Markets to make pessimistic start amid weak global cues

25 Apr 2018 Evaluate

Indian stock markets edged higher on Tuesday even as the near-term economic outlook remained clouded with significant external and domestic headwinds. Today, the markets are likely to make pessimistic start, tailing weakness in global markets. Traders will remain little anxious with NITI Aayog CEO Amitabh Kant’s statement that India’s eastern states have done remarkably well on ease of doing business index, but he stressed that they need to repeat their progress on the human development index as well. He, however, said several Indian states remain backward on human development indicators because of legacy issues. However, traders will get some support later in the day with the Finance Ministry’s proposal of relaxing certain conditions for availing the concessional 10 percent long term capital gains tax. Listing out scenarios wherein individuals need not pay Securities Transaction Tax (STT) at the time of purchase to avail the concessional tax rate, the Finance Ministry invited stakeholder comments on the draft notification by April 30. Some support will also came with Union Commerce and Industry Minister Suresh Prabhu’s statement that the government has finalised a new industrial policy with a major focus on promoting setting up of industrial units in rural areas. There will be some important earnings announcements too, to keep the markets buzzing.

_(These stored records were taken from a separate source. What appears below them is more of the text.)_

use crate::digest::Digest;
use serde::{Deserialize, Serialize};
use std::fmt;

/// Structured packaging events handed to a [`ProgressReporter`]
#[derive(Debug, Clone, Serialize, Deserialize)]
pub enum PackagingEvent {
    Started {
        workload: String,
        kind: String,
    },
    DigestComputed {
        workload: String,
        digest: Digest,
    },
    Skipped {
        workload: String,
        digest: Digest,
    },
    ToolStarted {
        workload: String,
        command: String,
    },
    ArtifactReady {
        workload: String,
        location: String,
        size_bytes: u64,
    },
    Finished {
        workload: String,
        duration_ms: u64,
    },
    Failed {
        workload: String,
        error: String,
    },
}

impl fmt::Display for PackagingEvent {
    fn fmt(&self, f: &mut fmt::Formatter<'_>) -> fmt::Result {
        match self {
            Self::Started { workload, kind } => write!(f, "Packaging {} ({})", workload, kind),
            Self::DigestComputed { workload, digest } => {
                write!(f, "Digest for {}: {}", workload, digest.short())
            }
            Self::Skipped { workload, digest } => {
                write!(f, "Skipping {}: digest {} already deployed", workload, digest.short())
            }
            Self::ToolStarted { workload, command } => {
                write!(f, "Running for {}: {}", workload, command)
            }
            Self::ArtifactReady {
                workload,
                location,
                size_bytes,
            } => write!(f, "Artifact for {} ready at {} ({} bytes)", workload, location, size_bytes),
            Self::Finished {
                workload,
                duration_ms,
            } => write!(f, "Packaged {} in {}ms", workload, duration_ms),
            Self::Failed { workload, error } => write!(f, "Packaging {} failed: {}", workload, error),
        }
    }
}

/// Receives streamed tool output and packaging events. Must tolerate concurrent calls.
pub trait ProgressReporter: Send + Sync {
    fn on_output(&self, workload: &str, line: &str);
    fn on_event(&self, event: PackagingEvent);
}

/// Default reporter: everything goes through `tracing`.
pub struct TracingReporter;

impl ProgressReporter for TracingReporter {
    fn on_output(&self, workload: &str, line: &str) {
        tracing::debug!(target: "packsmith::tool_output", workload, "{}", line);
    }

    fn on_event(&self, event: PackagingEvent) {
        match &event {
            PackagingEvent::Failed { .. } => tracing::error!("{}", event),
            PackagingEvent::ToolStarted { .. } => tracing::debug!("{}", event),
            _ => tracing::info!("{}", event),
        }
    }
}

pub struct NoopReporter;

impl ProgressReporter for NoopReporter {
    fn on_output(&self, _workload: &str, _line: &str) {}
    fn on_event(&self, _event: PackagingEvent) {}
}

The US markets ended lower on Tuesday as traders shrugged off an initial positive reaction to earnings news from several big-name companies. Asian markets were trading lower, mirroring a sell-off on Wall Street on fears about slowing growth and falling company profits.

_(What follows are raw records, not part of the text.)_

//! Strategy dispatcher.
//!
//! [`Packager::package`] is a total match over [`Packaging`]. Strategies
//! whose inputs are known up front are split into prepare/build, and the
//! skip check runs here in between; bundler-backed strategies and the
//! multi-artifact web strategy check digests themselves.

use crate::bundler::{LanguageBundler, SourceTreeBundler};
use crate::config::EngineConfig;
use crate::digest::{should_skip, Digest};
use crate::error::{IoContext, PackagingError, Result};
use crate::hasher::ExcludeRules;
use crate::logging::PackagingMetrics;
use crate::process::{CommandRunner, ProcessRunner};
use crate::progress::{PackagingEvent, ProgressReporter, TracingReporter};
use crate::result::{BuildResult, Outcome, Packaged};
use crate::strategies::{
    custom_artifact, custom_dockerfile, external_buildpack, image_buildpack, language_native,
    nextjs, nixpacks, StrategyContext,
};
use crate::workload::{Packaging, Workload};
use futures::stream::{self, StreamExt};
use std::sync::Arc;
use std::time::Instant;
use tracing::Instrument;
use uuid::Uuid;

pub struct Packager {
    config: EngineConfig,
    runner: Arc<dyn CommandRunner>,
    bundler: Arc<dyn LanguageBundler>,
    reporter: Arc<dyn ProgressReporter>,
}

/// Outcome of one workload within [`Packager::package_all`].
#[derive(Debug)]
pub struct WorkloadReport {
    pub workload: String,
    pub result: Result<Packaged>,
    pub duration_ms: u64,
}

impl Packager {
    pub fn new(config: EngineConfig) -> Self {
        let runner = Arc::new(ProcessRunner::new(config.output_tail_lines));
        Self {
            config,
            runner,
            bundler: Arc::new(SourceTreeBundler),
            reporter: Arc::new(TracingReporter),
        }
    }

    pub fn with_runner(mut self, runner: Arc<dyn CommandRunner>) -> Self {
        self.runner = runner;
        self
    }

    pub fn with_bundler(mut self, bundler: Arc<dyn LanguageBundler>) -> Self {
        self.bundler = bundler;
        self
    }

    pub fn with_reporter(mut self, reporter: Arc<dyn ProgressReporter>) -> Self {
        self.reporter = reporter;
        self
    }

    pub fn config(&self) -> &EngineConfig {
        &self.config
    }

    /// Package one workload. Errors are returned unchanged and never retried.
    pub async fn package(&self, workload: &Workload) -> Result<Packaged> {
        let invocation = Uuid::new_v4();
        let span = tracing::info_span!(
            "package",
            workload = %workload.name,
            kind = workload.packaging.kind_name(),
            invocation = %invocation
        );
        let started = Instant::now();
        let result = self.dispatch(workload, invocation).instrument(span).await;

        match &result {
            Ok(_) => self.reporter.on_event(PackagingEvent::Finished {
                workload: workload.name.clone(),
                duration_ms: started.elapsed().as_millis() as u64,
            }),
            Err(e) => self.reporter.on_event(PackagingEvent::Failed {
                workload: workload.name.clone(),
                error: e.to_string(),
            }),
        }
        result
    }

    /// Package many workloads with at most `concurrency` in flight. One failure
    /// does not stop the others; reports come back in input order.
    pub async fn package_all(
        &self,
        workloads: &[Workload],
        concurrency: usize,
    ) -> (Vec<WorkloadReport>, PackagingMetrics) {
        let mut reports: Vec<(usize, WorkloadReport)> = stream::iter(workloads.iter().enumerate())
            .map(|(index, workload)| async move {
                let started = Instant::now();
                let result = self.package(workload).await;
                let report = WorkloadReport {
                    workload: workload.name.clone(),
                    result,
                    duration_ms: started.elapsed().as_millis() as u64,
                };
                (index, report)
            })
            .buffer_unordered(concurrency.max(1))
            .collect()
            .await;
        reports.sort_by_key(|(index, _)| *index);
        let reports: Vec<WorkloadReport> = reports.into_iter().map(|(_, r)| r).collect();

        let mut metrics = PackagingMetrics::new();
        for report in &reports {
            metrics.total_workloads += 1;
            metrics.total_duration_ms += report.duration_ms;
            match &report.result {
                Ok(packaged) => {
                    for result in packaged.results() {
                        match result.outcome {
                            Outcome::Bundled => metrics.bundled += 1,
                            Outcome::Skipped => metrics.skipped += 1,
                        }
                        metrics.total_artifact_bytes += result.size.unwrap_or(0);
                    }
                }
                Err(_) => metrics.failed += 1,
            }
        }

        tracing::info!(
            total = metrics.total_workloads,
            bundled = metrics.bundled,
            skipped = metrics.skipped,
            failed = metrics.failed,
            skip_rate = metrics.skip_rate(),
            "Packaging finished"
        );
        (reports, metrics)
    }

    async fn dispatch(&self, workload: &Workload, invocation: Uuid) -> Result<Packaged> {
        validate_name(&workload.name)?;
        self.reporter.on_event(PackagingEvent::Started {
            workload: workload.name.clone(),
            kind: workload.packaging.kind_name().to_string(),
        });

        // Scoped to this invocation; removed on every exit path when dropped.
        let work_dir = &self.config.work_dir;
        std::fs::create_dir_all(work_dir).at(work_dir)?;
        let scratch = tempfile::Builder::new()
            .prefix(&format!("{}-{}-", workload.name, invocation.simple()))
            .tempdir_in(work_dir)
            .at(work_dir)?;

        let exclude = match &workload.packaging {
            // Pre-built output ships as-is apart from VCS metadata
            Packaging::CustomArtifact(_) => ExcludeRules::vcs(),
            _ => self.config.exclude_rules(),
        };
        let ctx = StrategyContext {
            config: &self.config,
            runner: Arc::clone(&self.runner),
            bundler: self.bundler.as_ref(),
            reporter: self.reporter.as_ref(),
            exclude,
            scratch_dir: scratch.path(),
            output_dir: self.config.output_dir.join(&workload.name),
        };

        let packaged = match &workload.packaging {
            Packaging::CustomArtifact(spec) => {
                let prepared = custom_artifact::prepare(
                    &ctx,
                    &workload.name,
                    spec,
                    workload.additional_digest_input.as_deref(),
                )
                .await?;
                match self.check_skip(workload, &prepared.digest) {
                    Some(skipped) => skipped,
                    None => custom_artifact::build(&ctx, prepared).await?,
                }
            }
            Packaging::CustomDockerfile(spec) => {
                let prepared = custom_dockerfile::prepare(&ctx, workload, spec).await?;
                match self.check_skip(workload, &prepared.digest) {
                    Some(skipped) => skipped,
                    None => custom_dockerfile::build(&ctx, workload, spec, prepared).await?,
                }
            }
            Packaging::ExternalBuildpack(spec) => {
                let prepared = external_buildpack::prepare(&ctx, workload, spec).await?;
                match self.check_skip(workload, &prepared.digest) {
                    Some(skipped) => skipped,
                    None => external_buildpack::build(&ctx, workload, spec, prepared).await?,
                }
            }
            Packaging::AutomaticBuildpack(spec) => {
                let prepared = nixpacks::prepare(&ctx, workload, spec).await?;
                match self.check_skip(workload, &prepared.digest) {
                    Some(skipped) => skipped,
                    None => nixpacks::build(&ctx, workload, spec, prepared).await?,
                }
            }
            Packaging::ImageBuildpack(spec) => image_buildpack::package(&ctx, workload, spec).await?,
            Packaging::LanguageNativeBuildpack(spec) => {
                language_native::package(&ctx, workload, spec).await?
            }
            Packaging::MetaFrameworkWeb(spec) => {
                return Ok(Packaged::Multiple(nextjs::package(&ctx, workload, spec).await?));
            }
        };
        Ok(Packaged::Single(packaged))
    }

    fn check_skip(&self, workload: &Workload, digest: &Digest) -> Option<BuildResult> {
        self.reporter.on_event(PackagingEvent::DigestComputed {
            workload: workload.name.clone(),
            digest: digest.clone(),
        });
        if should_skip(digest, &workload.existing_digests) {
            crate::log_digest_hit!(workload.name, digest);
            self.reporter.on_event(PackagingEvent::Skipped {
                workload: workload.name.clone(),
                digest: digest.clone(),
            });
            Some(BuildResult::skipped(&workload.name, digest.clone()))
        } else {
            crate::log_digest_miss!(workload.name, digest);
            None
        }
    }
}

/// The name scopes temp and output directories, so it must be a single path segment.
fn validate_name(name: &str) -> Result<()> {
    let invalid = name.trim().is_empty()
        || name == "."
        || name == ".."
        || name.contains(['/', '\\'])
        || name.chars().any(char::is_control);
    if invalid {
        return Err(PackagingError::InvalidWorkload {
            workload: name.to_string(),
            reason: "name must be a non-empty single path segment".to_string(),
        });
    }
    Ok(())
}
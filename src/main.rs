use anyhow::{Context, Result};
use clap::{Parser, Subcommand};
use packsmith::constants::DEFAULT_PACKAGING_CONCURRENCY;
use packsmith::hasher::{self, ExcludeRules};
use packsmith::logging::init_logging;
use packsmith::{EngineConfig, Packager, Workload};
use serde_json::json;
use std::fs;
use std::path::PathBuf;

#[derive(Parser)]
#[command(name = "packsmith")]
#[command(about = "Package workloads into deployable archives and images", long_about = None)]
#[command(version)]
struct Cli {
    /// Emit logs as JSON lines
    #[arg(long, global = true, env = "PACKSMITH_JSON_LOGS")]
    json_logs: bool,

    #[command(subcommand)]
    command: Commands,
}

#[derive(Subcommand)]
enum Commands {
    /// Package workload descriptors (JSON files) and print the build results
    Package {
        #[arg(required = true)]
        workloads: Vec<PathBuf>,

        /// Maximum number of workloads packaged at once
        #[arg(short, long, default_value_t = DEFAULT_PACKAGING_CONCURRENCY)]
        concurrency: usize,
    },
    /// Print the checksum of a directory or file
    Checksum {
        path: PathBuf,

        /// Extra exclude glob (can be specified multiple times)
        #[arg(short, long = "exclude")]
        exclude: Vec<String>,

        /// File with one exclude glob per line, e.g. a `.dockerignore`
        #[arg(long)]
        ignore_file: Option<PathBuf>,
    },
}

#[tokio::main]
async fn main() -> Result<()> {
    let cli = Cli::parse();
    init_logging(cli.json_logs).map_err(|e| anyhow::anyhow!(e))?;

    match cli.command {
        Commands::Package {
            workloads,
            concurrency,
        } => package(workloads, concurrency).await,
        Commands::Checksum {
            path,
            exclude,
            ignore_file,
        } => {
            let mut rules = ExcludeRules::defaults().extend(&ExcludeRules::from_globs(&exclude));
            if let Some(file) = ignore_file {
                rules = rules.extend(&ExcludeRules::from_file(&file));
            }
            let checksum = hasher::directory_checksum(&path, &rules)
                .with_context(|| format!("failed to checksum {}", path.display()))?;
            println!("{}", checksum);
            Ok(())
        }
    }
}

async fn package(paths: Vec<PathBuf>, concurrency: usize) -> Result<()> {
    let mut workloads = Vec::with_capacity(paths.len());
    for path in &paths {
        let text = fs::read_to_string(path)
            .with_context(|| format!("failed to read {}", path.display()))?;
        let workload: Workload = serde_json::from_str(&text)
            .with_context(|| format!("invalid workload descriptor {}", path.display()))?;
        workloads.push(workload);
    }

    let packager = Packager::new(EngineConfig::from_env());
    let (reports, metrics) = packager.package_all(&workloads, concurrency).await;

    let mut output = Vec::with_capacity(reports.len());
    for report in &reports {
        let entry = match &report.result {
            Ok(packaged) => json!({
                "workload": report.workload,
                "durationMs": report.duration_ms,
                "results": packaged.results(),
            }),
            Err(e) => json!({
                "workload": report.workload,
                "durationMs": report.duration_ms,
                "error": e.to_string(),
            }),
        };
        output.push(entry);
    }
    println!("{}", serde_json::to_string_pretty(&output)?);
    tracing::info!(
        average_duration_ms = metrics.average_duration_ms(),
        total_artifact_bytes = metrics.total_artifact_bytes,
        "Batch summary"
    );

    if metrics.failed > 0 {
        anyhow::bail!(
            "{} of {} workloads failed to package",
            metrics.failed,
            metrics.total_workloads
        );
    }
    Ok(())
}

Back home, Indian equity benchmarks ended the Tuesday’s trade on an optimistic note with frontline gauges recapturing their crucial 34,600 (Sensex) and 10,600 (Nifty) levels. Markets made positive opening and traded with traction as sentiments remained up-beat with World Bank’s statement that India retained the top position as recipient of remittances with its diaspora sending about $69 billion back home last year. Remittances to India picked up sharply by 9.9 per cent, reversing the previous year’s dip, but were still short of $70.4 billion received in 2014. Some support also came with report that exports from special economic zones (SEZs) grew by about 15 percent to Rs 5.52 lakh crore in 2017-18. Export Promotion Council for EoUs and SEZs (EPCES) said that while the goods export from these zones stood at Rs 2.74 lakh crore in 2017-18, shipments of services aggregated to Rs 2.78 lakh crore in the last fiscal. Meanwhile, the government has finalised the new industrial policy, which is set to be announced soon. The new policy will replace the industrial policy of 1991 which was prepared in the backdrop of balance of payment crisis. However, some amount of profit booking witnessed in afternoon session as traders turned anxious on the Petroleum and Natural Gas Ministry report which estimated that India’s crude oil import bill may increase 20% to $105 billion in this financial year from $88 billion in 2017-18, assuming average crude oil price of $65 per barrel for the year, about $9 a barrel less than the current rate. Markets once again got some strength in late trade with traders getting support from report that the Goods and Services Tax (GST) collections for March exceeded Rs 96,000 crore by April 23, the largest mop-up for any month since the comprehensive indirect tax’s launch in July last year. The report added that March collections could cross the coveted Rs 1 lakh crore mark by April-end, as payments are still being made by a section of taxpayers with late penalties. Some support also came with a report stating that several Thailand-based companies which are operating in India plan to invest around $3 billion in the next three years period in the areas of green and brown field projects including energy, infrastructure and metals. Finally, the BSE Sensex surged 165.87 points or 0.48% to 34,616.64, while the CNX Nifty was up by 29.65 points or 0.28% to 10,614.35.